Melissa Errico (born March 23, 1970) is an American actress, singer, recording artist and writer. She is known for her Broadway musical roles such as Eliza Doolittle in My Fair Lady and the title role in One Touch of Venus, as well as her recordings of musical theater classics, including albums of songs by Stephen Sondheim and Michel Legrand. In recent years she has also become a contributing writer to The New York Times.

Early life
Born in New York City, Errico went to high school in Manhasset while taking dance lessons in Manhattan. Her father is an orthopedic surgeon and concert pianist. Her mother is a former teacher who now works as a sculptor. She began her professional career at 12, appearing on the syndicated children's TV series The Great Space Coaster. Errico's maternal grandmother was an opera singer.

Education

Errico is a graduate of Yale University. During her freshman year, Errico was asked to audition for the role of Cosette while trying out for a different show, and was cast. Errico took a leave of absence from Yale and performed in a tour of Les Misérables, then returned to complete a degree in art history and philosophy. Errico is also a graduate of the British American Drama Academy's 1991 Midsummer in Oxford Programme.

Errico is a guest instructor at HB Studio.

Notable theater roles
Errico played Cosette in Les Misérables on a national tour.

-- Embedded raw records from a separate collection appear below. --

//! Peer networking layer for meshkv.
//!
//! Provides:
//! - `Connection`: a framed channel carrying one JSON value per line
//! - `dial` / `accept`: channel setup with OS keepalive and optional TLS
//! - `TlsContext`: certificate/key material for both channel directions

pub mod dial;
pub mod error;
pub mod frame;
pub mod tls;

pub use dial::{accept, dial};
pub use error::NetError;
pub use frame::Connection;
pub use tls::TlsContext;
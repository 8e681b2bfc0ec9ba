//! TLS material for peer channels.
//!
//! One certificate/key pair arms both directions: the listener
//! presents it, and outbound dials encrypt against whatever the remote
//! presents. Peers are not authenticated; certificate verification is
//! disabled on the client side, matching the cluster's trust model of
//! transport encryption only.

use crate::error::NetError;
use std::path::Path;
use std::sync::Arc;
use tokio_rustls::rustls::client::danger::{
    HandshakeSignatureValid, ServerCertVerified, ServerCertVerifier,
};
use tokio_rustls::rustls::crypto::CryptoProvider;
use tokio_rustls::rustls::pki_types::{CertificateDer, PrivateKeyDer, ServerName, UnixTime};
use tokio_rustls::rustls::{self, ClientConfig, DigitallySignedStruct, ServerConfig, SignatureScheme};
use tokio_rustls::{TlsAcceptor, TlsConnector};

/// Acceptor/connector pair built from one certificate/key pair.
#[derive(Clone)]
pub struct TlsContext {
    pub acceptor: TlsAcceptor,
    pub connector: TlsConnector,
}

impl std::fmt::Debug for TlsContext {
    fn fmt(&self, f: &mut std::fmt::Formatter<'_>) -> std::fmt::Result {
        f.debug_struct("TlsContext").finish_non_exhaustive()
    }
}

impl TlsContext {
    /// Load PEM-encoded certificate chain and private key files.
    pub fn from_files(cert_file: &Path, key_file: &Path) -> Result<Self, NetError> {
        let certs = load_certs(cert_file)?;
        let key = load_key(key_file)?;

        let server = ServerConfig::builder()
            .with_no_client_auth()
            .with_single_cert(certs, key)?;

        let provider = rustls::crypto::ring::default_provider();
        let client = ClientConfig::builder()
            .dangerous()
            .with_custom_certificate_verifier(Arc::new(InsecureVerifier(provider)))
            .with_no_client_auth();

        Ok(TlsContext {
            acceptor: TlsAcceptor::from(Arc::new(server)),
            connector: TlsConnector::from(Arc::new(client)),
        })
    }
}

fn load_certs(path: &Path) -> Result<Vec<CertificateDer<'static>>, NetError> {
    let pem = std::fs::read(path)?;
    let certs = rustls_pemfile::certs(&mut pem.as_slice()).collect::<Result<Vec<_>, _>>()?;
    Ok(certs)
}

fn load_key(path: &Path) -> Result<PrivateKeyDer<'static>, NetError> {
    let pem = std::fs::read(path)?;
    let key = rustls_pemfile::private_key(&mut pem.as_slice())?.ok_or_else(|| {
        NetError::Io(std::io::Error::new(
            std::io::ErrorKind::InvalidData,
            format!("no private key found in {}", path.display()),
        ))
    })?;
    Ok(key)
}

/// Accepts any server certificate. Signatures are still checked so the
/// session keys genuinely belong to whoever answered.
#[derive(Debug)]
struct InsecureVerifier(CryptoProvider);

impl ServerCertVerifier for InsecureVerifier {
    fn verify_server_cert(
        &self,
        _end_entity: &CertificateDer<'_>,
        _intermediates: &[CertificateDer<'_>],
        _server_name: &ServerName<'_>,
        _ocsp_response: &[u8],
        _now: UnixTime,
    ) -> Result<ServerCertVerified, rustls::Error> {
        Ok(ServerCertVerified::assertion())
    }

    fn verify_tls12_signature(
        &self,
        message: &[u8],
        cert: &CertificateDer<'_>,
        dss: &DigitallySignedStruct,
    ) -> Result<HandshakeSignatureValid, rustls::Error> {
        rustls::crypto::verify_tls12_signature(
            message,
            cert,
            dss,
            &self.0.signature_verification_algorithms,
        )
    }

    fn verify_tls13_signature(
        &self,
        message: &[u8],
        cert: &CertificateDer<'_>,
        dss: &DigitallySignedStruct,
    ) -> Result<HandshakeSignatureValid, rustls::Error> {
        rustls::crypto::verify_tls13_signature(
            message,
            cert,
            dss,
            &self.0.signature_verification_algorithms,
        )
    }

    fn supported_verify_schemes(&self) -> Vec<SignatureScheme> {
        self.0.signature_verification_algorithms.supported_schemes()
    }
}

She also played Eliza Doolittle in My Fair Lady on Broadway, opposite Richard Chamberlain and Julian Holloway, at the Virginia Theater. She co-starred opposite Tyne Daly in the New York City Center Encores production of Call Me Madam. In 2002, Errico played the role of Dot/Marie in Sunday in the Park with George. The production ran at the Eisenhower Theater at the Kennedy Center in Washington, D.C. from May 31 to June 28, and Errico's work was recognized with a Helen Hayes Award nomination for Leading Actress in a Musical. In 2003 she co-starred in the revival of the Wallace Shawn play Aunt Dan and Lemon at The New Group directed by Scott Ellis. In 2003 Errico also returned to the role of Eliza Doolittle, alongside John Lithgow and Roger Daltrey, for a production of My Fair Lady at the Hollywood Bowl in Los Angeles; she also starred there in Camelot opposite Jeremy Irons and The Sound of Music with Marni Nixon as Mother Abbess. Other Broadway starring roles include High Society, Anna Karenina, Dracula The Musical, Amour, and Irving Berlin's White Christmas. She is the recipient of a Tony Award nomination for Best Leading Actress in a Musical (Michel Legrand's Amour), and a Lucille Lortel Award for Outstanding Lead Actress in One Touch of Venus. In 2013 she co-starred as Clara in the Classic Stage Company production of Stephen Sondheim’s Passion, earning a Drama Desk Award nomination for her performance. In 2016, she returned to the New York City Center stage for the Rodgers-Sondheim musical Do I Hear a Waltz?, for which she won rave reviews. She has also starred in several productions for Irish Repertory Theatre including the musical Finian's Rainbow and her Drama Desk Award-nominated performances in the plays The Importance of Being Earnest and Candida. At age 46, Errico returned to the ingenue role Sharon in the 2016 Irish Repertory Theatre production of Finian's Rainbow, an experience she chronicled in The New York Times; she also starred in their production of On a Clear Day You Can See Forever in 2018, which she also wrote about in The New York Times.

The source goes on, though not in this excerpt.